Yes, I have changed the code and it is really good, but the icons on the website dissapeared. The navigation tooltips, the icons on the website dissappeared and the cube still appears on the background just moments after the site is opened and it dissappears immediately. I am not restoring the site so you can have a look.

I only want the preloader to be displayed without the cube. You have been really helping me out all the while. Thanks Jimin . If you could help me in solving this last problem, I will be really happy.


----------



## JiminSA (Dec 15, 2011)

My sincere apologies, I think if we re-instate the content_area_div line (in short-cut syntax) they will reappear - haha it was not superfluous! ...As regards the mysterious appearance the blue cube momentarily appearing, I shall have to put my thinking cap on an get back a.s.a.p.


----------



## JiminSA (Dec 15, 2011)

> I only want the preloader to be displayed without the cube.

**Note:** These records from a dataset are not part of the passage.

use std::sync::Arc;

use chrono::{Duration, Timelike, Utc};
use clap::Parser;
use fake::{
    faker::{internet::en::SafeEmail, name::en::Name},
    Fake,
};
use lerhuset::{
    auth::AuthService,
    config::Settings,
    domain::{
        CheckoutRequest, CreateCourseInstanceRequest, CreateCourseTemplateRequest,
        CreateProductRequest, CustomerDetails, PaymentMethod,
    },
    email::LogMailer,
    service::ServiceContext,
};
use sqlx::sqlite::SqlitePoolOptions;

#[derive(Debug, Parser)]
#[command(about = "Fill a Lerhuset database with sample courses, products and bookings")]
struct Args {
    #[arg(long, env = "DATABASE_URL", default_value = "sqlite://lerhuset.db?mode=rwc")]
    database_url: String,

    #[arg(long, default_value = "admin@lerhuset.local")]
    admin_email: String,

    #[arg(long, default_value = "admin123")]
    admin_password: String,

    /// Number of invoice bookings with generated customers.
    #[arg(long, default_value_t = 0)]
    fake_bookings: usize,
}

#[tokio::main]
async fn main() -> anyhow::Result<()> {
    let args = Args::parse();
    println!("🌱 Starting database seeding...");

    let db_pool = SqlitePoolOptions::new()
        .max_connections(5)
        .connect(&args.database_url)
        .await?;

    println!("📋 Running migrations...");
    sqlx::migrate!("./migrations").run(&db_pool).await?;

    let mut settings = Settings::default();
    settings.database.url = args.database_url.clone();
    let ctx = ServiceContext::new(db_pool, settings, None, Arc::new(LogMailer));

    println!("🔑 Creating admin...");
    if ctx.admin_repo.find_by_email(&args.admin_email).await?.is_none() {
        let hash = AuthService::hash_password(&args.admin_password).await?;
        ctx.admin_repo.create(&args.admin_email, "Studioadmin", &hash).await?;
        println!("  ✅ Created admin ({} / {})", args.admin_email, args.admin_password);
    } else {
        println!("  ⏭️  Admin {} already exists", args.admin_email);
    }

    println!("🏺 Creating courses...");
    let courses = [
        ("Drejning för nybörjare", "Fyra timmar vid drejskivan. Vi går igenom centrering, uppdragning och formning, och du gör två till tre egna skålar.", 95_000, 240, 8),
        ("Handbyggnad", "Bygg med kavel- och ringteknik. Passar alla åldrar från tolv år.", 65_000, 180, 10),
        ("Glaseringskväll", "Glasera det du drejat. Biskvitbränt gods ingår.", 45_000, 150, 12),
    ];

    let mut instances = Vec::new();
    let base = Utc::now()
        .with_hour(16)
        .and_then(|t| t.with_minute(0))
        .unwrap_or_else(Utc::now);

    for (index, (title, description, price_ore, duration, max)) in courses.into_iter().enumerate() {
        let template = ctx
            .course_repo
            .create_template(CreateCourseTemplateRequest {
                title: title.to_string(),
                slug: None,
                description: description.to_string(),
                price_ore,
                duration_minutes: duration,
                default_max_participants: max,
                image_url: None,
            })
            .await?;

        for week in 1..=3i64 {
            let instance = ctx
                .course_repo
                .create_instance(CreateCourseInstanceRequest {
                    template_id: template.id,
                    starts_at: base + Duration::days(week * 7 + index as i64),
                    ends_at: None,
                    max_participants: None,
                    notes: None,
                })
                .await?;
            instances.push(instance);
        }
    }
    println!("  ✅ Created {} courses with {} dates", courses.len(), instances.len());

    println!("🛍️  Creating products...");
    let products = [
        ("Kaffemugg, järnröd", "Drejad stengodsmugg, 3 dl. Tål diskmaskin.", 34_900, 12),
        ("Frukostskål", "Skål i ljus askglasyr, ca 15 cm.", 42_000, 8),
        ("Serveringsfat", "Stort handbyggt fat med ojämn kant.", 89_000, 2),
    ];
    for (name, description, price_ore, stock) in products {
        ctx.product_repo
            .create(CreateProductRequest {
                name: name.to_string(),
                slug: None,
                description: description.to_string(),
                price_ore,
                stock,
                image_url: None,
                published: true,
            })
            .await?;
    }
    println!("  ✅ Created {} products", products.len());

    if args.fake_bookings > 0 {
        println!("📅 Creating {} invoice bookings...", args.fake_bookings);
        let mut created = 0;
        for n in 0..args.fake_bookings {
            let instance = &instances[n % instances.len()];
            let request = CheckoutRequest::BookCourse {
                course_instance_id: instance.id,
                participants: 1 + (n % 2) as i32,
                customer: CustomerDetails {
                    name: Name().fake(),
                    email: SafeEmail().fake(),
                    phone: None,
                },
                method: PaymentMethod::Invoice,
                gift_card_code: None,
                message: None,
            };
            match ctx.checkout_service.start_checkout(request, None).await {
                Ok(_) => created += 1,
                Err(e) => println!("  ⚠️  Skipped booking: {}", e),
            }
        }
        println!("  ✅ Created {} bookings (invoices are generated when jobs run)", created);
    }

    println!("\n✨ Database seeding complete!");
    println!("\n📝 Admin login: {} / {}", args.admin_email, args.admin_password);

    Ok(())
}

I think I have discovered why it appears...
Take a look at this link you'll see the blurb about the floating layer. It has a z-index of 999 (hidden deep in your css somewhere), so if we change the z-index for our #loading_div to read z-index: 1000; we should clear the problem


----------



## YYashwanth (Mar 28, 2015)

I did the changes and the problem is still there :'( . The cube is still appearing first and the preloader appears after the cube appears. and the icons in the page are still invisbile. please have a look at the site now  .


----------



## JiminSA (Dec 15, 2011)

Problem 1) The Blue cube ...
... in line 70 of animate css you will see this visibility: visible ; - take it out


> Just like it sounds, visible makes things visible. Nothing is hidden by default, so this value does nothing unless you have set hidden on this or a parent of this element.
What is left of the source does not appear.